Stored data:
++++++++

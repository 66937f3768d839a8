use serde::{Deserialize, Serialize};
use std::fmt;
use std::str::FromStr;

/// An 8-bit RGB color. Serializes as a `[r, g, b]` array, the form map
/// renderers accept for fill and line colors.
///
/// # Examples
///
/// ```
/// use geobin_types::color::Rgb;
///
/// let c: Rgb = "#24BFF2".parse().unwrap();
/// assert_eq!(c, Rgb::new(0x24, 0xbf, 0xf2));
/// assert_eq!("orange".parse::<Rgb>().unwrap(), Rgb::new(255, 165, 0));
/// assert_eq!(c.to_string(), "#24bff2");
/// ```
#[derive(Debug, Clone, Copy, PartialEq, Eq, Hash, PartialOrd, Ord, Serialize, Deserialize)]
#[serde(from = "[u8; 3]", into = "[u8; 3]")]
pub struct Rgb {
    pub r: u8,
    pub g: u8,
    pub b: u8,
}

impl Rgb {
    pub const fn new(r: u8, g: u8, b: u8) -> Self {
        Self { r, g, b }
    }

    /// Parse `#rrggbb`, `rrggbb` or the short `#rgb` form.
    pub fn from_hex(s: &str) -> Option<Self> {
        let hex = s.strip_prefix('#').unwrap_or(s);
        if !hex.is_ascii() {
            return None;
        }
        match hex.len() {
            6 => {
                let r = u8::from_str_radix(&hex[0..2], 16).ok()?;
                let g = u8::from_str_radix(&hex[2..4], 16).ok()?;
                let b = u8::from_str_radix(&hex[4..6], 16).ok()?;
                Some(Self::new(r, g, b))
            }
            3 => {
                let mut channels = [0u8; 3];
                for (slot, ch) in channels.iter_mut().zip(hex.chars()) {
                    let v = ch.to_digit(16)? as u8;
                    *slot = v * 17;
                }
                Some(Self::new(channels[0], channels[1], channels[2]))
            }
            _ => None,
        }
    }

    /// Look up a CSS color name (case-insensitive). Covers the names used by
    /// the built-in schemes and map styles.
    pub fn from_name(name: &str) -> Option<Self> {
        let rgb = match name.to_ascii_lowercase().as_str() {
            "black" => (0, 0, 0),
            "white" => (255, 255, 255),
            "gray" | "grey" => (128, 128, 128),
            "red" | "r" => (255, 0, 0),
            "green" | "g" => (0, 128, 0),
            "blue" | "b" => (0, 0, 255),
            "yellow" | "y" => (255, 255, 0),
            "cyan" | "c" => (0, 255, 255),
            "magenta" | "m" => (255, 0, 255),
            "orange" => (255, 165, 0),
            "purple" => (128, 0, 128),
            "pink" => (255, 192, 203),
            "lightblue" => (173, 216, 230),
            "lemonchiffon" => (255, 250, 205),
            "aquamarine" => (127, 255, 212),
            _ => return None,
        };
        Some(Self::new(rgb.0, rgb.1, rgb.2))
    }

    pub fn to_hex(&self) -> String {
        format!("#{:02x}{:02x}{:02x}", self.r, self.g, self.b)
    }

    /// Channels scaled to `[0, 1]`.
    pub fn to_unit(&self) -> [f64; 3] {
        [
            self.r as f64 / 255.0,
            self.g as f64 / 255.0,
            self.b as f64 / 255.0,
        ]
    }

    /// Inverse of [`Rgb::to_unit`]; channels outside `[0, 1]` are clamped.
    pub fn from_unit(channels: [f64; 3]) -> Self {
        let byte = |c: f64| (c.clamp(0.0, 1.0) * 255.9999) as u8;
        Self::new(byte(channels[0]), byte(channels[1]), byte(channels[2]))
    }
}

impl From<[u8; 3]> for Rgb {
    fn from(c: [u8; 3]) -> Self {
        Self::new(c[0], c[1], c[2])
    }
}

impl From<Rgb> for [u8; 3] {
    fn from(c: Rgb) -> Self {
        [c.r, c.g, c.b]
    }
}

impl fmt::Display for Rgb {
    fn fmt(&self, f: &mut fmt::Formatter<'_>) -> fmt::Result {
        f.write_str(&self.to_hex())
    }
}

/// Error returned when a string is neither a hex color nor a known name.
#[derive(Debug, Clone, PartialEq, Eq)]
pub struct ParseColorError(pub String);

impl fmt::Display for ParseColorError {
    fn fmt(&self, f: &mut fmt::Formatter<'_>) -> fmt::Result {
        write!(f, "unrecognized color: {:?}", self.0)
    }
}

impl std::error::Error for ParseColorError {}

impl FromStr for Rgb {
    type Err = ParseColorError;

    fn from_str(s: &str) -> Result<Self, Self::Err> {
        let trimmed = s.trim();
        if trimmed.starts_with('#') {
            return Rgb::from_hex(trimmed).ok_or_else(|| ParseColorError(s.to_string()));
        }
        Rgb::from_name(trimmed)
            .or_else(|| Rgb::from_hex(trimmed))
            .ok_or_else(|| ParseColorError(s.to_string()))
    }
}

++++++++

» Task statement: Would you retype the lines above from the one with "Ord, Serialize, Deserialize)]" down to the one with "for (slot, ch)", word for word, both ends included and no other lines?

» Exercise answer:
#[derive(Debug, Clone, Copy, PartialEq, Eq, Hash, PartialOrd, Ord, Serialize, Deserialize)]
#[serde(from = "[u8; 3]", into = "[u8; 3]")]
pub struct Rgb {
    pub r: u8,
    pub g: u8,
    pub b: u8,
}

impl Rgb {
    pub const fn new(r: u8, g: u8, b: u8) -> Self {
        Self { r, g, b }
    }

    /// Parse `#rrggbb`, `rrggbb` or the short `#rgb` form.
    pub fn from_hex(s: &str) -> Option<Self> {
        let hex = s.strip_prefix('#').unwrap_or(s);
        if !hex.is_ascii() {
            return None;
        }
        match hex.len() {
            6 => {
                let r = u8::from_str_radix(&hex[0..2], 16).ok()?;
                let g = u8::from_str_radix(&hex[2..4], 16).ok()?;
                let b = u8::from_str_radix(&hex[4..6], 16).ok()?;
                Some(Self::new(r, g, b))
            }
            3 => {
                let mut channels = [0u8; 3];
                for (slot, ch) in channels.iter_mut().zip(hex.chars()) {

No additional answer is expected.